BRASIL — O presidente Luiz Inácio Lula da Silva afirmou nesta segunda-feira (18/05) que o Brasil não abrirá mão da sua soberania na exploração de minerais críticos e terras raras, em cerimônia realizada em Campinas (SP).
- Lula disse que outros países podem se associar ao Brasil para explorar os recursos, desde que respeitem a soberania nacional.
- Foram inauguradas quatro novas linhas de luz síncrotron do acelerador Sirius no Centro Nacional de Pesquisa em Energia e Materiais (CNPEM): Tatu, Sapucaia, Quati e Sapê.
- O investimento nas novas linhas é de R$ 800 milhões, financiado pelo novo Programa de Aceleração do Crescimento (PAC) e pelo Fundo Nacional de Desenvolvimento Científico e Tecnológico (FNDCT).
- No evento também foi lançada a pedra fundamental do Programa Nacional de Inovação Radical em Saúde, inicialmente conduzido pelo CNPEM, voltado ao fortalecimento da soberania tecnológica na área da saúde.
Cerimônia em Campinas e posição sobre exploração
O pronunciamento ocorreu durante a inauguração de quatro linhas de luz síncrotron do Sirius, equipamento do CNPEM que amplia a capacidade de pesquisa em escala atômica e molecular. Lula afirmou que o Brasil está aberto a parcerias, mas mantém controle sobre a exploração dos recursos em seu território.

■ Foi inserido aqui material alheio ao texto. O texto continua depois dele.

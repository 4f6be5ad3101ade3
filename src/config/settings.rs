use config::{Config, ConfigError, Environment, File};
use serde::Deserialize;
use std::env;

#[derive(Debug, Clone, Default, Deserialize)]
pub struct Settings {
    #[serde(default)]
    pub server: ServerConfig,
    #[serde(default)]
    pub store: StoreConfig,
    #[serde(default)]
    pub render: RenderConfig,
    #[serde(default)]
    pub log: LogConfig,
}

#[derive(Debug, Clone, Deserialize)]
pub struct ServerConfig {
    #[serde(default = "default_host")]
    pub host: String,
    #[serde(default = "default_port")]
    pub port: u16,
}

#[derive(Debug, Clone, Deserialize)]
pub struct StoreConfig {
    /// Backend type: "memory" or "redis"
    #[serde(default = "default_store_backend")]
    pub backend: String,
    #[serde(default = "default_redis_url")]
    pub redis_url: String,
    /// Key prefix for Redis documents
    #[serde(default = "default_redis_prefix")]
    pub redis_prefix: String,
    /// JSON fixture loaded into the memory backend at startup
    #[serde(default)]
    pub seed_path: Option<String>,
}

#[derive(Debug, Clone, Deserialize)]
pub struct RenderConfig {
    /// Message length limit when a request does not set one (0 disables)
    #[serde(default = "default_max_length")]
    pub max_length: usize,
    /// Generation calls slower than this are logged at warn
    #[serde(default = "default_slow_threshold_ms")]
    pub slow_threshold_ms: u64,
}

#[derive(Debug, Clone, Deserialize)]
pub struct LogConfig {
    /// Default filter directive, overridden by RUST_LOG
    #[serde(default = "default_log_level")]
    pub level: String,
    /// Emit JSON lines instead of human-readable output
    #[serde(default)]
    pub json: bool,
}

fn default_host() -> String {
    "0.0.0.0".to_string()
}

fn default_port() -> u16 {
    8080
}

fn default_store_backend() -> String {
    "memory".to_string()
}

fn default_redis_url() -> String {
    "redis://localhost:6379".to_string()
}

fn default_redis_prefix() -> String {
    "copylab".to_string()
}

fn default_max_length() -> usize {
    200
}

fn default_slow_threshold_ms() -> u64 {
    1000
}

fn default_log_level() -> String {
    "info".to_string()
}

impl Settings {
    pub fn new() -> Result<Self, ConfigError> {
        // Load .env file if exists
        let _ = dotenvy::dotenv();

        let run_mode = env::var("RUN_MODE").unwrap_or_else(|_| "development".into());

        let builder = Config::builder()
            .set_default("server.host", default_host())?
            .set_default("server.port", default_port() as i64)?
            .set_default("store.backend", default_store_backend())?
            .set_default("render.max_length", default_max_length() as i64)?
            .set_default("render.slow_threshold_ms", default_slow_threshold_ms() as i64)?
            .set_default("log.level", default_log_level())?
            .add_source(File::with_name("config/default").required(false))
            .add_source(File::with_name(&format!("config/{}", run_mode)).required(false))
            // SERVER_HOST, SERVER_PORT, STORE_BACKEND, LOG_LEVEL, LOG_JSON, ...
            .add_source(
                Environment::default()
                    .separator("_")
                    .try_parsing(true)
                    .list_separator(","),
            );

        builder.build()?.try_deserialize()
    }

    pub fn server_addr(&self) -> String {
        format!("{}:{}", self.server.host, self.server.port)
    }
}

impl Default for ServerConfig {
    fn default() -> Self {
        Self {
            host: default_host(),
            port: default_port(),
        }
    }
}

impl Default for StoreConfig {
    fn default() -> Self {
        Self {
            backend: default_store_backend(),
            redis_url: default_redis_url(),
            redis_prefix: default_redis_prefix(),
            seed_path: None,
        }
    }
}

impl Default for RenderConfig {
    fn default() -> Self {
        Self {
            max_length: default_max_length(),
            slow_threshold_ms: default_slow_threshold_ms(),
        }
    }
}

impl Default for LogConfig {
    fn default() -> Self {
        Self {
            level: default_log_level(),
            json: false,
        }
    }
}

#[cfg(test)]
mod tests {
    use super::*;

    #[test]
    fn test_default_values() {
        let settings = Settings::default();
        assert_eq!(settings.server_addr(), "0.0.0.0:8080");
        assert_eq!(settings.store.backend, "memory");
        assert_eq!(settings.store.redis_prefix, "copylab");
        assert_eq!(settings.render.max_length, 200);
        assert_eq!(settings.render.slow_threshold_ms, 1000);
        assert_eq!(settings.log.level, "info");
        assert!(!settings.log.json);
    }

    #[test]
    fn test_partial_sections_fill_defaults() {
        let settings: Settings = serde_json::from_value(serde_json::json!({
            "store": {"backend": "redis"},
            "render": {"max_length": 120}
        }))
        .unwrap();
        assert_eq!(settings.store.backend, "redis");
        assert_eq!(settings.store.redis_url, "redis://localhost:6379");
        assert_eq!(settings.render.max_length, 120);
        assert_eq!(settings.render.slow_threshold_ms, 1000);
        assert_eq!(settings.server.port, 8080);
    }
}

“Não temos preferência por ninguém. Pode vir chinês, alemão, francês, japonês, americano. Pode vir quem quiser. Desde que tenham consciência de que o Brasil não abre mão de sua soberania para dizer que os minerais críticos e as terras raras são nossas e que queremos explorá-la aqui dentro.” — Luiz Inácio Lula da Silva, presidente da República
“Se a gente for fazer esse estudo só cavando buraco, isso vai demorar muito. A gente vai ter que contar com inteligência e a ciência e o conhecimento de vocês para dar um salto de qualidade, e ver se, em um curto espaço de tempo, a gente faça que o Trump [presidente dos EUA] deixe de brigar com o Xi Jinping [presidente da China] e venha se associar a nós para explorar isso aqui.” — Luiz Inácio Lula da Silva, presidente da República
Novas linhas do Sirius e aplicações
As quatro linhas recém-inauguradas — Tatu, Sapucaia, Quati e Sapê — ampliam as áreas de pesquisa do país em saúde, energia, agricultura, clima e nanotecnologia. A linha Tatu opera na faixa dos terahertz para estudos em materiais quânticos e biomoléculas; Sapucaia foca em nanopartículas e proteínas; Quati dará suporte a pesquisas em indústrias petroquímica e farmacêutica e em terras raras; Sapê atuará no desenvolvimento de materiais avançados, incluindo supercondutores e semicondutores.
“Para fazer um investimento como esse, a gente não tem que perguntar quanto custa. Qualquer quantidade de milhões que colocarmos é muito pequeno diante da quantidade de milhões que isso aqui vai render para o futuro do país e para o futuro da sociedade brasileira.” — Luiz Inácio Lula da Silva, presidente da República
Avanço científico e iniciativa em saúde
A ministra de Ciência, Tecnologia e Inovações, Luciana Santos, afirmou que a entrega das novas linhas e o avanço das obras do Orion representam um potencial salto tecnológico para o país.
“O que celebramos aqui vai muito além das novas linhas do Sirius ou do avanço das obras do Orion [um complexo para pesquisas avançadas em patógenos]. Essa é a prova de que o Brasil pode ocupar o lugar de liderança científica, tecnológica e industrial no mundo.” — Luciana Santos, ministra de Ciência, Tecnologia e Inovações
“O CNPEM ajudou a romper essa lógica de dependência e mostrou que conhecimento também é soberania. Antes do Sirius, pesquisadores brasileiros dependiam de laboratórios estrangeiros para realizar estudos avançados em materiais, proteínas e vírus e tecnologias estratégicas. Isso atrasava pesquisavas e limitava o conhecimento e a capacidade do Brasil em produzir conhecimento em áreas fundamentais.” — Luciana Santos, ministra de Ciência, Tecnologia e Inovações
Além das linhas, foi lançada a pedra fundamental do Programa Nacional de Inovação Radical em Saúde, iniciativa que, segundo o governo, busca reduzir a dependência de tecnologias importadas e fortalecer o desenvolvimento de biomoléculas, biossensores, dispositivos médicos e novos diagnósticos para o SUS. O programa será realizado inicialmente pelo CNPEM.